-- GIVEN INFORMATION follows --
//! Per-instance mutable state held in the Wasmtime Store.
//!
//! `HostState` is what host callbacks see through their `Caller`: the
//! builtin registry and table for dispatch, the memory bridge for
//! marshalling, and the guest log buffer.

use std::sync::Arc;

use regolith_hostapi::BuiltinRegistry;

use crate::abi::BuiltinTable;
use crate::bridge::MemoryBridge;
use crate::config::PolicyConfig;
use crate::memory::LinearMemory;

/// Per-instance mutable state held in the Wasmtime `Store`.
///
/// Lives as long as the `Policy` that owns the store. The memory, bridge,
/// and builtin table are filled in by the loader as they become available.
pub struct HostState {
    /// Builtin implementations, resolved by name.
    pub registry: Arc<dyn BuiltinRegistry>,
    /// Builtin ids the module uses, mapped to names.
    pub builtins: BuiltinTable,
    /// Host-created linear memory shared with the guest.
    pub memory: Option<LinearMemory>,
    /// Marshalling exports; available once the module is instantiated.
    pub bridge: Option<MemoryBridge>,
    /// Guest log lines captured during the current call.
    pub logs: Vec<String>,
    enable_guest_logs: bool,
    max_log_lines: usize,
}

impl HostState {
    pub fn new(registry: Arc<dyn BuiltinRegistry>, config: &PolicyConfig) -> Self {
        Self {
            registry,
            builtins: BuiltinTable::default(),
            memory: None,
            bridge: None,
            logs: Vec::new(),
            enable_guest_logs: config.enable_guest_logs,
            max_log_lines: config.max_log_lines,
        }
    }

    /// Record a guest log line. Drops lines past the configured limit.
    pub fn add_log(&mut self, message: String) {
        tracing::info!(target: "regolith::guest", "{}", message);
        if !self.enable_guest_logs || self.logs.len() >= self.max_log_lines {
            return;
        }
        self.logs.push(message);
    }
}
-- GIVEN INFORMATION concluded --
-- GIVEN INFORMATION follows --
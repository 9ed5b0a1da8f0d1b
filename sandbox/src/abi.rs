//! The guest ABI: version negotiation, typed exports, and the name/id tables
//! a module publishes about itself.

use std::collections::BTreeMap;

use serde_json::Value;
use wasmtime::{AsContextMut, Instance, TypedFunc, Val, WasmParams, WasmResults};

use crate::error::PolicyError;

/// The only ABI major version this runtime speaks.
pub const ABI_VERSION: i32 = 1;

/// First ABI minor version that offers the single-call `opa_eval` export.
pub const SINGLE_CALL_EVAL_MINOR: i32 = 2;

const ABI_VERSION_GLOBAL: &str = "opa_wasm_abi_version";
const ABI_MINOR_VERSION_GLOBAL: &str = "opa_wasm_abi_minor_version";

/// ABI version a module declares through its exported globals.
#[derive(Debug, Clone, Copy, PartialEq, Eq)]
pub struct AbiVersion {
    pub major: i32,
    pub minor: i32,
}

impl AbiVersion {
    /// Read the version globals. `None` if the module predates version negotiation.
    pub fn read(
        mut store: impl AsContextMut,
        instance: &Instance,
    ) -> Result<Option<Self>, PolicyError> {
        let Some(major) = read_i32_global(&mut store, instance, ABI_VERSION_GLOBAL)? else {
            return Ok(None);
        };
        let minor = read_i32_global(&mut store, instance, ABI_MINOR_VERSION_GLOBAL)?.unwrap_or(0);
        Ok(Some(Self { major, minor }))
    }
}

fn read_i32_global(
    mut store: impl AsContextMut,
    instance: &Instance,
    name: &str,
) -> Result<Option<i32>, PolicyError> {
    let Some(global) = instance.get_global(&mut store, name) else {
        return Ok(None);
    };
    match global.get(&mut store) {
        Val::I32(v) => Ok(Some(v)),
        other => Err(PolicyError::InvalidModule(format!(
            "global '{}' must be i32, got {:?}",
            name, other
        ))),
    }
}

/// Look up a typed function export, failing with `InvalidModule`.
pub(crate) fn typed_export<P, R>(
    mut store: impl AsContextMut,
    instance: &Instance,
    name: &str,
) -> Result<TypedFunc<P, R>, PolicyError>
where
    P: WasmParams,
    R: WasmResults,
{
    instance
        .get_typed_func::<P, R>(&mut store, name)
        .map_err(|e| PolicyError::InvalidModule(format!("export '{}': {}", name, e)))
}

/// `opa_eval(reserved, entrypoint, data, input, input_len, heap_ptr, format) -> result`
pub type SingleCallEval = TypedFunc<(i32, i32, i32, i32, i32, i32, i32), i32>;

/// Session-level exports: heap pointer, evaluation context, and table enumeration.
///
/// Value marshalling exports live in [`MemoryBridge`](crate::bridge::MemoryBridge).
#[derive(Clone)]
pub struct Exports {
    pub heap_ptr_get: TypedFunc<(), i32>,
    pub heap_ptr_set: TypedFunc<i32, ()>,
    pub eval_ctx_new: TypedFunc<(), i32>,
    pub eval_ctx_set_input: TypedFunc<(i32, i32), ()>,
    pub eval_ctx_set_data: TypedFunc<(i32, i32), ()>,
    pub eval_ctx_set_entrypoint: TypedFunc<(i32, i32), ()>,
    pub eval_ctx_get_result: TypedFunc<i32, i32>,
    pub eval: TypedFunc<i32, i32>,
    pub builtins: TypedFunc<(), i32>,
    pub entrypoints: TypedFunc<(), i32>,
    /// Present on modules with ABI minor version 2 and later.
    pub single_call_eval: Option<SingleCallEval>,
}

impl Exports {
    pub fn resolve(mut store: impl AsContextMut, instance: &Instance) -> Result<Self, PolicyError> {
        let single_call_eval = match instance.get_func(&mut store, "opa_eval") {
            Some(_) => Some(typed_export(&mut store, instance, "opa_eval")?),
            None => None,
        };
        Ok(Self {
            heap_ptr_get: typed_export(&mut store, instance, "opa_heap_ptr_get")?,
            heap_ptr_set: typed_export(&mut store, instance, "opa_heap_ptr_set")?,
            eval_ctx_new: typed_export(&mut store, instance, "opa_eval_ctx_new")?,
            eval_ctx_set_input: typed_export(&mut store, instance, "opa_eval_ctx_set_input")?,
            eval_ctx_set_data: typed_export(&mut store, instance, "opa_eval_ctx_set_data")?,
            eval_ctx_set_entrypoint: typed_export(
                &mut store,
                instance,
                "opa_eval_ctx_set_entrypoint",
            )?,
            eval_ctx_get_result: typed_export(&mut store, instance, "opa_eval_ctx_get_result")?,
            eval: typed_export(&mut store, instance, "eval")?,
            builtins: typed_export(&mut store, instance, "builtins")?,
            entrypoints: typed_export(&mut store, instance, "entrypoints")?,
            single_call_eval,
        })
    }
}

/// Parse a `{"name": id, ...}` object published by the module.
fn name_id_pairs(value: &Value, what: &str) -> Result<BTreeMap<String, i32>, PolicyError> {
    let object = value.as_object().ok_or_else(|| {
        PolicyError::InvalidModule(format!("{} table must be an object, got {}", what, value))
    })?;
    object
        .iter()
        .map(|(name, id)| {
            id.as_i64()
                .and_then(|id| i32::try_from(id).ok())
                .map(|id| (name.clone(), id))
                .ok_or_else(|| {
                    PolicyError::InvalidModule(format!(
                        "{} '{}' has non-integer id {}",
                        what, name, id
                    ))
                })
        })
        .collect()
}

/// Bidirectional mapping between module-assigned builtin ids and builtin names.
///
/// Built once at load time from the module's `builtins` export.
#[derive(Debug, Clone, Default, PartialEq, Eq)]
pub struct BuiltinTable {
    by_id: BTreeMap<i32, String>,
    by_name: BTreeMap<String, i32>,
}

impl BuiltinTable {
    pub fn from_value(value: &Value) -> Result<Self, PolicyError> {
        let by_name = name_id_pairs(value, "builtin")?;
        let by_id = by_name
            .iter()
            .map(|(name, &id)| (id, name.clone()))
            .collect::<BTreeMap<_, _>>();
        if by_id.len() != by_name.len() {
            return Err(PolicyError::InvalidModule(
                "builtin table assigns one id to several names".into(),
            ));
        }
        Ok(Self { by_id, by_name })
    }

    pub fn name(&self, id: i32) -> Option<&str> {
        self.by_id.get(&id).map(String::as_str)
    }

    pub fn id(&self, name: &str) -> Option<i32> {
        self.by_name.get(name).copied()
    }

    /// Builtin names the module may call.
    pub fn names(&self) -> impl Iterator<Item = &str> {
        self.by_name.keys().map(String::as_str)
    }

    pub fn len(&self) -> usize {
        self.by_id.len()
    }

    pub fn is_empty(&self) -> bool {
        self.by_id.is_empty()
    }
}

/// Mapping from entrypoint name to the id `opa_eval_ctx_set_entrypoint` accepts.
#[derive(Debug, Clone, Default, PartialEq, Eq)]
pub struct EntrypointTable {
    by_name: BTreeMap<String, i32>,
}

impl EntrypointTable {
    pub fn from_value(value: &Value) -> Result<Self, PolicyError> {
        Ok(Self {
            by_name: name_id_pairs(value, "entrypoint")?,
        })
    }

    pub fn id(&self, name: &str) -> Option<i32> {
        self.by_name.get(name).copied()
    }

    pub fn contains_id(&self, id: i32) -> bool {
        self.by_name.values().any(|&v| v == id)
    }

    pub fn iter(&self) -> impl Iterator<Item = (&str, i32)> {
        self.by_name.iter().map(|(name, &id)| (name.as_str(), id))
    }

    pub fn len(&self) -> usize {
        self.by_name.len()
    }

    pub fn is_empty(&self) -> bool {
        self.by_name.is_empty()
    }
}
-- GIVEN INFORMATION concluded --
__WHAT THIS TASK INVOLVES__
Your answer should consist of the lines above that hold the word "other".

__EXERCISE RESULT__
        other => Err(PolicyError::InvalidModule(format!(
            name, other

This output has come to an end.